- _RECORDS FOR PROCESSING_:

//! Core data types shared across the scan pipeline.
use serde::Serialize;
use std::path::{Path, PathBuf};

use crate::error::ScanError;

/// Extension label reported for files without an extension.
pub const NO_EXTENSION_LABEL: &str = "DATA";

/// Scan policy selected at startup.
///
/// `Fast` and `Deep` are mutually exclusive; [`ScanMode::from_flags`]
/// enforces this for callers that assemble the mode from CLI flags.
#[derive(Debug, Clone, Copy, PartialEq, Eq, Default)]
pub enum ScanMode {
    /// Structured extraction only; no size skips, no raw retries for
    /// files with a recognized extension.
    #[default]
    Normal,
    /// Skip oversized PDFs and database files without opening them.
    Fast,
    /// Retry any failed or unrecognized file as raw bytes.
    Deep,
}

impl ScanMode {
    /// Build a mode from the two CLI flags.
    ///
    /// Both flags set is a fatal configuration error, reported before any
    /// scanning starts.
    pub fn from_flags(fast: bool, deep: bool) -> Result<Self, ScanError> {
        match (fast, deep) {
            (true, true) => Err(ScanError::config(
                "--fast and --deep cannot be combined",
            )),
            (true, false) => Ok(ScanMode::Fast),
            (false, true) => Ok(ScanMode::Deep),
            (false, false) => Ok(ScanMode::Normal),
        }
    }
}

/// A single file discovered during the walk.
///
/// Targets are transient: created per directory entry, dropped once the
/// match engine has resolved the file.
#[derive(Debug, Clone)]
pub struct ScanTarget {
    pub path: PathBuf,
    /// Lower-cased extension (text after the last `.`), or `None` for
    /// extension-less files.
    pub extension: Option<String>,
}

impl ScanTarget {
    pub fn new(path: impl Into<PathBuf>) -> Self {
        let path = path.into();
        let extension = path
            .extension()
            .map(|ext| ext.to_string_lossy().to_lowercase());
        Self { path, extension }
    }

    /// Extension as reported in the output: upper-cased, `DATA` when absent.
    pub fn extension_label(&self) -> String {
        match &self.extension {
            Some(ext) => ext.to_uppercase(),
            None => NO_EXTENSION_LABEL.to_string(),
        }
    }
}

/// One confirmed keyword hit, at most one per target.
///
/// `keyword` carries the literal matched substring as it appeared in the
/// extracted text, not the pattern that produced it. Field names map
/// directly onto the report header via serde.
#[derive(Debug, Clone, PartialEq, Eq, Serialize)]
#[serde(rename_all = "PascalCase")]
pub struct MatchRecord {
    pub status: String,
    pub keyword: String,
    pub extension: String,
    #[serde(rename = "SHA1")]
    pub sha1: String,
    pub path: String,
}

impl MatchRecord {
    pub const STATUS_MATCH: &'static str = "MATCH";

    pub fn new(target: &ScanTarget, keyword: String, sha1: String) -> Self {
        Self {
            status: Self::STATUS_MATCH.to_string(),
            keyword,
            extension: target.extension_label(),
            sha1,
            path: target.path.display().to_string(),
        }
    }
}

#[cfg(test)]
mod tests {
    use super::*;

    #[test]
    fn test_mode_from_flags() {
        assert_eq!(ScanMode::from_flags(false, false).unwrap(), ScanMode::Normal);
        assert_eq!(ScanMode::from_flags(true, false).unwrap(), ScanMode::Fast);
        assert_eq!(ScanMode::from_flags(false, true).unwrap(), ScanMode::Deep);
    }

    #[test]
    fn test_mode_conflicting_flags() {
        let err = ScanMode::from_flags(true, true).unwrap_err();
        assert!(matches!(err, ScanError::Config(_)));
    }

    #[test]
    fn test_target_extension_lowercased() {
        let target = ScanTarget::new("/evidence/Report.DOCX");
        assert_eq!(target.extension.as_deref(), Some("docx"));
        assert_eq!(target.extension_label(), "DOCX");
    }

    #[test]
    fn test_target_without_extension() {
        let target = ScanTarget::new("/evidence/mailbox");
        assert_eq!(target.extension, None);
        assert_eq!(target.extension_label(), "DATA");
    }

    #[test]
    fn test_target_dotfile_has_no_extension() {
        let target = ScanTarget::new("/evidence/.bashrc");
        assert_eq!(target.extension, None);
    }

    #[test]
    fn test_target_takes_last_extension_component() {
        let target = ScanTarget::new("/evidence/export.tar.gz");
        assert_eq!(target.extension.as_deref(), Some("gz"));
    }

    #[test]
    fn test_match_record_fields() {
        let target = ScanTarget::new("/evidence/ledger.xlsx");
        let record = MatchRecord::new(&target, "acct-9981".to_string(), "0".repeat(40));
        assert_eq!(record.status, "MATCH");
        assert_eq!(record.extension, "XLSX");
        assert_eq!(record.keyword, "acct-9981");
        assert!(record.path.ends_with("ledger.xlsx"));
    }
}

--

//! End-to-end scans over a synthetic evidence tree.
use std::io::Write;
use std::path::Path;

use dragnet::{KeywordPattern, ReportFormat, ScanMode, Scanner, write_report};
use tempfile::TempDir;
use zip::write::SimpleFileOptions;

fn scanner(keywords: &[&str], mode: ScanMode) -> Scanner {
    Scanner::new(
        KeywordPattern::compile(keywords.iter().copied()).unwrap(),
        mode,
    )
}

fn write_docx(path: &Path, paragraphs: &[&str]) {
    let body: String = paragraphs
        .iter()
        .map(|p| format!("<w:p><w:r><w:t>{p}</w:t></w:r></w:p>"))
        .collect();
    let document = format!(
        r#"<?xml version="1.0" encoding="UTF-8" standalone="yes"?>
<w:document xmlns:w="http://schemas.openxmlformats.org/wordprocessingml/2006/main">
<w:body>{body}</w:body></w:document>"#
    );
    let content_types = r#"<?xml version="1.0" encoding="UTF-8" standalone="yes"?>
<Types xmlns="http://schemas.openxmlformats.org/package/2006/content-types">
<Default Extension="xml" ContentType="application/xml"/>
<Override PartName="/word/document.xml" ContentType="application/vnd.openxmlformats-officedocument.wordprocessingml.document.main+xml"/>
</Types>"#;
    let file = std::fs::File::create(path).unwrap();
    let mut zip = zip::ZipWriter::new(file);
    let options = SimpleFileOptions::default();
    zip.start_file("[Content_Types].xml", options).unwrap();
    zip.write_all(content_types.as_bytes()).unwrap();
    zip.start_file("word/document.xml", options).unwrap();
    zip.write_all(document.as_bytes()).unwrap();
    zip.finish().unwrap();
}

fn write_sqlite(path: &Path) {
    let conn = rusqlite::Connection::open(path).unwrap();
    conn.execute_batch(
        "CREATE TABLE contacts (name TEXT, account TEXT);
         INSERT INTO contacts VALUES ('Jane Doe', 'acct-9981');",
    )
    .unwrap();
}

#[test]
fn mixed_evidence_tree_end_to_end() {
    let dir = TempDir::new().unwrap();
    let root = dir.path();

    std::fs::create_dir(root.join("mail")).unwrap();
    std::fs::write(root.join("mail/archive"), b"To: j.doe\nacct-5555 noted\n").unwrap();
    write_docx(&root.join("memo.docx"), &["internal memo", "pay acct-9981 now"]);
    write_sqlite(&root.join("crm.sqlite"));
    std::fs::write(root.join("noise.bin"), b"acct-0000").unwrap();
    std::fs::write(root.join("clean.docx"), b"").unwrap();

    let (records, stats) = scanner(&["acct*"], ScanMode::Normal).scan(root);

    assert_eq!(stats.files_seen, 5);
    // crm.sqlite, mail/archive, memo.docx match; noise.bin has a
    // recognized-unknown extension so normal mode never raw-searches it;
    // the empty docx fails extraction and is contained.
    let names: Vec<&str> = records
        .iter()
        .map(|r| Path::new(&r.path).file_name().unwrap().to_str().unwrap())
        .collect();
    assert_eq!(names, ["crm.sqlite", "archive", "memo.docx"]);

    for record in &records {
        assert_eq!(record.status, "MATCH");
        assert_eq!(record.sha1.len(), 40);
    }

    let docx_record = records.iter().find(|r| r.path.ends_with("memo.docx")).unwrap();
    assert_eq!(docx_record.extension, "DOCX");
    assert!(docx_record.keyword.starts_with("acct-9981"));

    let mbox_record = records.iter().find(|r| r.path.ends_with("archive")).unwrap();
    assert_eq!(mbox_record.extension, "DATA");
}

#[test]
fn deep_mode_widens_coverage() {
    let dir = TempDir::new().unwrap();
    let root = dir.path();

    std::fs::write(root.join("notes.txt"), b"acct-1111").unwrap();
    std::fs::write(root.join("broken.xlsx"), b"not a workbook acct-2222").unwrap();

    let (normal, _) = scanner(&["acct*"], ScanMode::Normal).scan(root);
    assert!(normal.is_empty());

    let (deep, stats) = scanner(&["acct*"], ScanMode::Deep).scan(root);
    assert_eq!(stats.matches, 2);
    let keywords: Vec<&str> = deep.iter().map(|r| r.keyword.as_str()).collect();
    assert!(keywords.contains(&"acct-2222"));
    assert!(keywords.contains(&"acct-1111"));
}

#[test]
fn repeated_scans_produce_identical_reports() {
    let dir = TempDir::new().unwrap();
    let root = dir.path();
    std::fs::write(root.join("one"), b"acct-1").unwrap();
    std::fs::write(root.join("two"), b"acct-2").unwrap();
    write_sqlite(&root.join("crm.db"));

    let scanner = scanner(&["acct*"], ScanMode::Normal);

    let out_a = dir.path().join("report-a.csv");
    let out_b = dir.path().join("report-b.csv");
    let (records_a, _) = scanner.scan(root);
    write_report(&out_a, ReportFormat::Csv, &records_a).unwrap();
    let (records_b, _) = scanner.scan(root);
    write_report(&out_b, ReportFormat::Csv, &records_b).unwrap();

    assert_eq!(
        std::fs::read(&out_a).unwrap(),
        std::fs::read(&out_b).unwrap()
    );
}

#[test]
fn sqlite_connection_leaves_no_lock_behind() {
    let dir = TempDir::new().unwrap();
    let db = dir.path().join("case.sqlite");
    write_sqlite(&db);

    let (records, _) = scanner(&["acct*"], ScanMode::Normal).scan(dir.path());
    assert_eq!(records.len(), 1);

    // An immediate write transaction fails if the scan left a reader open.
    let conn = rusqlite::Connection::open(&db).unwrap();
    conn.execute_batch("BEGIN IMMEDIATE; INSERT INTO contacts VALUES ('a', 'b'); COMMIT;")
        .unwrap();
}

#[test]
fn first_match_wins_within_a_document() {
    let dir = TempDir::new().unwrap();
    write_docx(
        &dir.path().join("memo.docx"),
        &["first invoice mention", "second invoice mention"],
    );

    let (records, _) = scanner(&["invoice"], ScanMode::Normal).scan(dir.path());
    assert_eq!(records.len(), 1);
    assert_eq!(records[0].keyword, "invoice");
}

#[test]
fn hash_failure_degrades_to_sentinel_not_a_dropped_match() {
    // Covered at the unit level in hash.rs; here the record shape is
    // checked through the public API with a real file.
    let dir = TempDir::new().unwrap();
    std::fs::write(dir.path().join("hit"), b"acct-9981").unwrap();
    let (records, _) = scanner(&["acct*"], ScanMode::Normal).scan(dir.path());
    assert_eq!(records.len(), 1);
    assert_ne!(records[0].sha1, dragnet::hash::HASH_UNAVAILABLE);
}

- _WHAT IS BEING ASKED_: Please copy out every line of the preceding listing that carries "derive".

- _ANSWER SPACE_:
#[derive(Debug, Clone, Copy, PartialEq, Eq, Default)]
#[derive(Debug, Clone)]
#[derive(Debug, Clone, PartialEq, Eq, Serialize)]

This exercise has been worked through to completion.